Near the end of Shelter, Kyung’s father-in-law, an Irish-American cop named Connie, claims the reason he never liked Kyung wasn’t because of his race, as Kyung had always assumed.
“I don’t care what color you are. […] I didn’t want you dating my daughter because of that goddamn chip on your shoulder. You think a father can’t see that kind of thing from a mile away? I knew—not even five minutes after meeting you—that nothing was ever going to make you happy. […] I get why you’re like this now. My father was a son of a bitch too. It’s hard to be happy when you don’t know what it’s supposed to look like.”
Kyung agrees to Connie’s assessment, which feels like a last-minute overcorrection by the author, the pendulum swinging all the way in the other direction. Connie’s supposed colorblindness is as hard to swallow as Kyung’s earlier abdication of responsibility and dismissal of all Koreans. The Chos’ heritage isn’t irrelevant but it isn’t to wholly to blame, either. Jin doesn’t have to be just Korean or just a son of a bitch. He can be a Korean son of a bitch.

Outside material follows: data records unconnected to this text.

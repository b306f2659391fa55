//! Application and account types supplied to the consent screen.

use std::collections::HashSet;

use serde::{Deserialize, Serialize};

/// An account on the platform (the application owner, or an account the
/// consenting user belongs to).
#[derive(Debug, Clone, PartialEq, Eq, Serialize, Deserialize)]
#[serde(rename_all = "camelCase")]
pub struct Account {
    pub id: String,
    pub name: String,
    pub slug: String,
    /// Incognito accounts are never listed on the consent screen.
    #[serde(default)]
    pub is_incognito: bool,
}

/// A third-party application requesting delegated access.
///
/// Immutable; supplied by the caller from the authorization request context.
#[derive(Debug, Clone, PartialEq, Eq, Serialize, Deserialize)]
#[serde(rename_all = "camelCase")]
pub struct Application {
    pub name: String,
    pub client_id: String,
    /// Default redirect target registered for this application.
    pub redirect_uri: String,
    pub account: Account,
}

/// Role of a user within an account.
#[derive(Debug, Clone, Copy, PartialEq, Eq, Serialize, Deserialize)]
#[serde(rename_all = "SCREAMING_SNAKE_CASE")]
pub enum MemberRole {
    Admin,
    Member,
    Backer,
}

/// A user's membership in an account.
#[derive(Debug, Clone, PartialEq, Eq, Serialize, Deserialize)]
pub struct Membership {
    pub role: MemberRole,
    pub account: Account,
}

/// Accounts the user administers, for display on the consent screen.
///
/// Unique by account id, first occurrence wins. Only Admin memberships count
/// and incognito accounts are excluded.
pub fn administrated_accounts(memberships: &[Membership]) -> Vec<Account> {
    let mut seen = HashSet::new();
    memberships
        .iter()
        .filter(|m| m.role == MemberRole::Admin && !m.account.is_incognito)
        .filter(|m| seen.insert(m.account.id.clone()))
        .map(|m| m.account.clone())
        .collect()
}

#[cfg(test)]
mod tests {
    use super::*;

    fn account(id: &str) -> Account {
        Account {
            id: id.to_string(),
            name: format!("Account {}", id),
            slug: format!("account-{}", id),
            is_incognito: false,
        }
    }

    #[test]
    fn test_administrated_accounts_filters_non_admins() {
        let memberships = vec![
            Membership {
                role: MemberRole::Admin,
                account: account("1"),
            },
            Membership {
                role: MemberRole::Member,
                account: account("2"),
            },
            Membership {
                role: MemberRole::Backer,
                account: account("3"),
            },
        ];

        let accounts = administrated_accounts(&memberships);
        assert_eq!(accounts.len(), 1);
        assert_eq!(accounts[0].id, "1");
    }

    #[test]
    fn test_administrated_accounts_unique_by_id() {
        let memberships = vec![
            Membership {
                role: MemberRole::Admin,
                account: account("1"),
            },
            Membership {
                role: MemberRole::Admin,
                account: account("1"),
            },
            Membership {
                role: MemberRole::Admin,
                account: account("2"),
            },
        ];

        let accounts = administrated_accounts(&memberships);
        assert_eq!(accounts.len(), 2);
        assert_eq!(accounts[0].id, "1");
        assert_eq!(accounts[1].id, "2");
    }

    #[test]
    fn test_administrated_accounts_excludes_incognito() {
        let mut incognito = account("1");
        incognito.is_incognito = true;

        let memberships = vec![
            Membership {
                role: MemberRole::Admin,
                account: incognito,
            },
            Membership {
                role: MemberRole::Admin,
                account: account("2"),
            },
        ];

        let accounts = administrated_accounts(&memberships);
        assert_eq!(accounts.len(), 1);
        assert_eq!(accounts[0].id, "2");
    }

    #[test]
    fn test_application_deserializes_camel_case() {
        let json = r#"{
            "name": "Test App",
            "clientId": "client_123",
            "redirectUri": "https://example.com/callback",
            "account": { "id": "acc_1", "name": "Owner", "slug": "owner" }
        }"#;

        let application: Application = serde_json::from_str(json).unwrap();
        assert_eq!(application.client_id, "client_123");
        assert!(!application.account.is_incognito);
    }
}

Much has been made of an uptick in positive, well-rounded media representations of Asian-Americans in the last couple years. At a Q&A during the Seattle Asian American Film Festival, filmmaker Tony Nguyen said it was too soon to tell if the ABC sitcom Fresh Off the Boat represents progress or a blip. He pointed out that Dustin Nguyen played a complex, aspirational character on 21 Jump Street in 1987, while the grotesque caricature on 2 Broke Girls continues to air (and win Emmys) in 2016. Nguyen’s caveat is an important one, but it still feels revolutionary to see characters like Aziz Ansari’s Dev and Kelvin Yu’s Brian on Master of None, or the Korean-American BuzzFeed video personality (and sex symbol) Eugene Lee Yang; their millennial brand of avowedly feminist, fussily metrosexual masculinity affirms their heritage without being defined by it. Or the romantic lead on Crazy Ex-Girlfriend, a dumb, open-hearted hunk of Californian dude-bro played by Filipino-American Vincent Rodriguez III. Or the hip hop swagger of the real-life Eddie Huang, author of Fresh Off the Boat, a book that—for all his blinkered misogyny and appropriation—tapped into a vein of real anger in our community.
Of course, not all Asian-Americans are Netflix-watching urbanites, but Shelter feels slightly out of step nonetheless, a desperate howl from the half-generation between the straightforward, gendered culture clash of Jin’s generation and the progressive, gender-disrupting individuation of mine. The book’s gaze is fixed firmly backward, sons suffering for the sins of their fathers, tortured and hostile men begetting more of the same. There’s reason to hope this is becoming yesterday’s story, and the world is ready for something new.